▸ Given data
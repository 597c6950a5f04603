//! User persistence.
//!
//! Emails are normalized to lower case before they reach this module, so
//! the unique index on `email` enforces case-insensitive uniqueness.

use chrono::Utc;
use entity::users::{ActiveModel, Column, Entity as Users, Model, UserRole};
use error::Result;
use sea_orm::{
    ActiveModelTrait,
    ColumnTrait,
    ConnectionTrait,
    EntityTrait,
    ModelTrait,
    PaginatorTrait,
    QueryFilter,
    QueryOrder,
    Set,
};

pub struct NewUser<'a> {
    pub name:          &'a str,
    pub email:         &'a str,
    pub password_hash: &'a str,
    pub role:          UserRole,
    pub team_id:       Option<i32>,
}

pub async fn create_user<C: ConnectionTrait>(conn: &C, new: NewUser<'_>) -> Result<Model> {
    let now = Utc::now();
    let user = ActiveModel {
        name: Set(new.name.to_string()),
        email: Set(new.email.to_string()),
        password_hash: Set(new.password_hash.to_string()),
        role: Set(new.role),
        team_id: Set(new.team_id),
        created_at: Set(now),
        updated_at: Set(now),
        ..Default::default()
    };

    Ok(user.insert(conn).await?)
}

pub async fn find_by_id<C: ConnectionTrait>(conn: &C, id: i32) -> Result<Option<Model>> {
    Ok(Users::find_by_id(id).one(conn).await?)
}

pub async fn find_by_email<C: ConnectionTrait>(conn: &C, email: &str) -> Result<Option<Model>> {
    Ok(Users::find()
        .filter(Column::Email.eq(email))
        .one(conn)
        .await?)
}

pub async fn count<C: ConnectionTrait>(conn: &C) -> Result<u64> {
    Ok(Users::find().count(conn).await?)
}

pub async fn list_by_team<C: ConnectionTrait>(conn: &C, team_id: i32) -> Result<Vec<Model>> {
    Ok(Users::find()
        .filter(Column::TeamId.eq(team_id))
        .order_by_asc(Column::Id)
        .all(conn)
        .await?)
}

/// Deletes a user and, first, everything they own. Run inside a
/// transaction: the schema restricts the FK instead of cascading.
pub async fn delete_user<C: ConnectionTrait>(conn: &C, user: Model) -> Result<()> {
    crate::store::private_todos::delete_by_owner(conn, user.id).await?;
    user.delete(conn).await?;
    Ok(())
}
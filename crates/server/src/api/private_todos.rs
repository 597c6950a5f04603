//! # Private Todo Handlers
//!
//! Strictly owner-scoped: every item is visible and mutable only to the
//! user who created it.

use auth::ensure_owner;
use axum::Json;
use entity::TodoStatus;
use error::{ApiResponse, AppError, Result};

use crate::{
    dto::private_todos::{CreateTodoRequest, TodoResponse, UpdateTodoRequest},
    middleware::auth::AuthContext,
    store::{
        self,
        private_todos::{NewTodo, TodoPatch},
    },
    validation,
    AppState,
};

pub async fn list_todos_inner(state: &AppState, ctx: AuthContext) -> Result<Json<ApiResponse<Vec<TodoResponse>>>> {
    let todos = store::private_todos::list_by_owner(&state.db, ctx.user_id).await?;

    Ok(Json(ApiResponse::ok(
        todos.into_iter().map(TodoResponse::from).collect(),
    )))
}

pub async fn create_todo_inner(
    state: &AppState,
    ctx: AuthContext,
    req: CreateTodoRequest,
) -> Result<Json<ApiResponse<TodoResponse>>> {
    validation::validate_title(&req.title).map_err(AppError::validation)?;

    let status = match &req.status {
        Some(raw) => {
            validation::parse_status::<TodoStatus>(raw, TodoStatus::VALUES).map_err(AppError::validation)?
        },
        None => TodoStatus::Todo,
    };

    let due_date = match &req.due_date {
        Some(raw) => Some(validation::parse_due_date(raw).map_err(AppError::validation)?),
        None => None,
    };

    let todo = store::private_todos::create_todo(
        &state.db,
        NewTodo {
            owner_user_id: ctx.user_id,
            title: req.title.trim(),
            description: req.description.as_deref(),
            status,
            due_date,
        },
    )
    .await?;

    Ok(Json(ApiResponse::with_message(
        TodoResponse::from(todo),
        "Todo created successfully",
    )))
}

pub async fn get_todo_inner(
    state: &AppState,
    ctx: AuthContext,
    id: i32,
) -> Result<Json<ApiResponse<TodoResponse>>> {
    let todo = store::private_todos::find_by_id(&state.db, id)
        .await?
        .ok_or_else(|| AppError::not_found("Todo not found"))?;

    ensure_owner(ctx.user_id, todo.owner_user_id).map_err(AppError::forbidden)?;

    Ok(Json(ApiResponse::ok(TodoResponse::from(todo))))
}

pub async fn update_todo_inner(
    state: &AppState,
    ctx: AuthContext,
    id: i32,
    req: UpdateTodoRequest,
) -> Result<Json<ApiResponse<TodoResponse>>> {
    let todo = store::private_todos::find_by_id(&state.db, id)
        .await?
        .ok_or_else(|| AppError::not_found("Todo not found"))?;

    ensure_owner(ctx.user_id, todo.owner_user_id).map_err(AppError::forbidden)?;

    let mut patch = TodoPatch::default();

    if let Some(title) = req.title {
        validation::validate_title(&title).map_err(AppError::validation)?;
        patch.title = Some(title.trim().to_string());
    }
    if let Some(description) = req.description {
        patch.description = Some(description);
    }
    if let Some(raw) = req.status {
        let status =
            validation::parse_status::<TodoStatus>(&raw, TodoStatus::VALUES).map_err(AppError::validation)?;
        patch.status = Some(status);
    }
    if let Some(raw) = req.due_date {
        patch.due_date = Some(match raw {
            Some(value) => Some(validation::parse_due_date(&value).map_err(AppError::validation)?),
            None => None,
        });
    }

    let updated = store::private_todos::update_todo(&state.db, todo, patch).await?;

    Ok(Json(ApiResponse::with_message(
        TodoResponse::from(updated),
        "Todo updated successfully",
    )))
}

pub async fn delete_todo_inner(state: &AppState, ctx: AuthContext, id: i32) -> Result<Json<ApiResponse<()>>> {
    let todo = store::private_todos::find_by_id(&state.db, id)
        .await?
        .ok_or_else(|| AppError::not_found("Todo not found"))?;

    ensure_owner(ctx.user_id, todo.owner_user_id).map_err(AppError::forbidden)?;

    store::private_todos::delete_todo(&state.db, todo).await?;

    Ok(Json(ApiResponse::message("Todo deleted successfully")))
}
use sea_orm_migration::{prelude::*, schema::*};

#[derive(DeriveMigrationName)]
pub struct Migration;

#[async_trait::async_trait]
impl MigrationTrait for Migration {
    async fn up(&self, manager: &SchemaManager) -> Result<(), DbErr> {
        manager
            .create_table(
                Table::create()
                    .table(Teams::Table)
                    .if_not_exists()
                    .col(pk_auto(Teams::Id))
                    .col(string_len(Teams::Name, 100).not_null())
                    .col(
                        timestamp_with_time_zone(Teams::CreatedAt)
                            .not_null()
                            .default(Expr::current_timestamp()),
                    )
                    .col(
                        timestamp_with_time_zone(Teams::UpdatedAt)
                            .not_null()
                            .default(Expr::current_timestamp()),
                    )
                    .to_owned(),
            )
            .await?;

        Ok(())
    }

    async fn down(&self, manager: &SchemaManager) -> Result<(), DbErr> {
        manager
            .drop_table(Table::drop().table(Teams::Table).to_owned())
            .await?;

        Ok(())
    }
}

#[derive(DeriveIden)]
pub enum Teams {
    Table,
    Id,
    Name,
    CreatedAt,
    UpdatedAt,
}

--

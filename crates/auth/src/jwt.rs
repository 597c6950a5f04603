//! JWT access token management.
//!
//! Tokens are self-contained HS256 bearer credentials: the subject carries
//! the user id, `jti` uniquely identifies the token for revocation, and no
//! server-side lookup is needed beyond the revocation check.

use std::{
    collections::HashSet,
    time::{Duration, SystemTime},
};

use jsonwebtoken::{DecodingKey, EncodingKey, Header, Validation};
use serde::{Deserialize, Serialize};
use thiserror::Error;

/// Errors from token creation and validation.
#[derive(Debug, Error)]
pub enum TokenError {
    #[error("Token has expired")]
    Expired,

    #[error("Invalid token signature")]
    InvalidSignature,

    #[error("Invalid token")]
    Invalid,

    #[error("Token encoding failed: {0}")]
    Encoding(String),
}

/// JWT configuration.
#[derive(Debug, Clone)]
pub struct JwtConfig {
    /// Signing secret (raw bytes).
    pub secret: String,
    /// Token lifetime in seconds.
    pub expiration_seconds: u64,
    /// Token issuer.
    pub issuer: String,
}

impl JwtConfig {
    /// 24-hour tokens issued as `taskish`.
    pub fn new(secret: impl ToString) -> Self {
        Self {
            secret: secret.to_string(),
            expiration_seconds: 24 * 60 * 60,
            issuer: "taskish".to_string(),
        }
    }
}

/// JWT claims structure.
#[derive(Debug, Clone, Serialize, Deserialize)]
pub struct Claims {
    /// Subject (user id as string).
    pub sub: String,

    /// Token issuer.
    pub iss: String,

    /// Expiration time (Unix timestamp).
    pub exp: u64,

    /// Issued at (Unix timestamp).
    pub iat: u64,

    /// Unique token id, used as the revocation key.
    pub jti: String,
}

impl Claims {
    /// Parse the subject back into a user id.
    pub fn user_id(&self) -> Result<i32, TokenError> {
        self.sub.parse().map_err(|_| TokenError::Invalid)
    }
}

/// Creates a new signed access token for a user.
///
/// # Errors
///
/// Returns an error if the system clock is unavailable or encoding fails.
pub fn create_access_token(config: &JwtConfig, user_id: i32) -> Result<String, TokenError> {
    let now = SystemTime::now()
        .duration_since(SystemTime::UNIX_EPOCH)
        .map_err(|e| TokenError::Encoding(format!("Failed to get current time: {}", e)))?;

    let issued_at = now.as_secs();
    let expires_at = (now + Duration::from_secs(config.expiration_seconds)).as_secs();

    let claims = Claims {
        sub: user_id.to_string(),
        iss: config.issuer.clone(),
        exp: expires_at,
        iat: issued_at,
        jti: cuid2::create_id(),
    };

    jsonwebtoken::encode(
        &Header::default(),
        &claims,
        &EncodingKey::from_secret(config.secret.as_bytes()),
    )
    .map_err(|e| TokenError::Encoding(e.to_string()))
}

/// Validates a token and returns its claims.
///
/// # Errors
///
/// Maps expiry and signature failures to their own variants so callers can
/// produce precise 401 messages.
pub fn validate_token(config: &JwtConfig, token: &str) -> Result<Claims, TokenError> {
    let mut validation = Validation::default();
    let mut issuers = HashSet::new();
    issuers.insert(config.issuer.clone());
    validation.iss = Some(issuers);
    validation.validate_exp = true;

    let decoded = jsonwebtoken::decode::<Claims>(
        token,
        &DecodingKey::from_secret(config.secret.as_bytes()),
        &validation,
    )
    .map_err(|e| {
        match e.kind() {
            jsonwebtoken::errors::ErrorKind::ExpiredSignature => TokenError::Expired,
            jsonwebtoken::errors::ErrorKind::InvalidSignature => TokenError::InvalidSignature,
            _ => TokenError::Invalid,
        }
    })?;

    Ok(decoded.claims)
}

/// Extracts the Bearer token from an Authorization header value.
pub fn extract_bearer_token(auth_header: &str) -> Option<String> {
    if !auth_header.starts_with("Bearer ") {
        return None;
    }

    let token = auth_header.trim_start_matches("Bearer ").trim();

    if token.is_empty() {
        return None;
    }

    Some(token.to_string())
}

▸ About this exercise
For the entries shown above, give the number of lines that include the word "UserRole", without any other text.

▸ Answer
2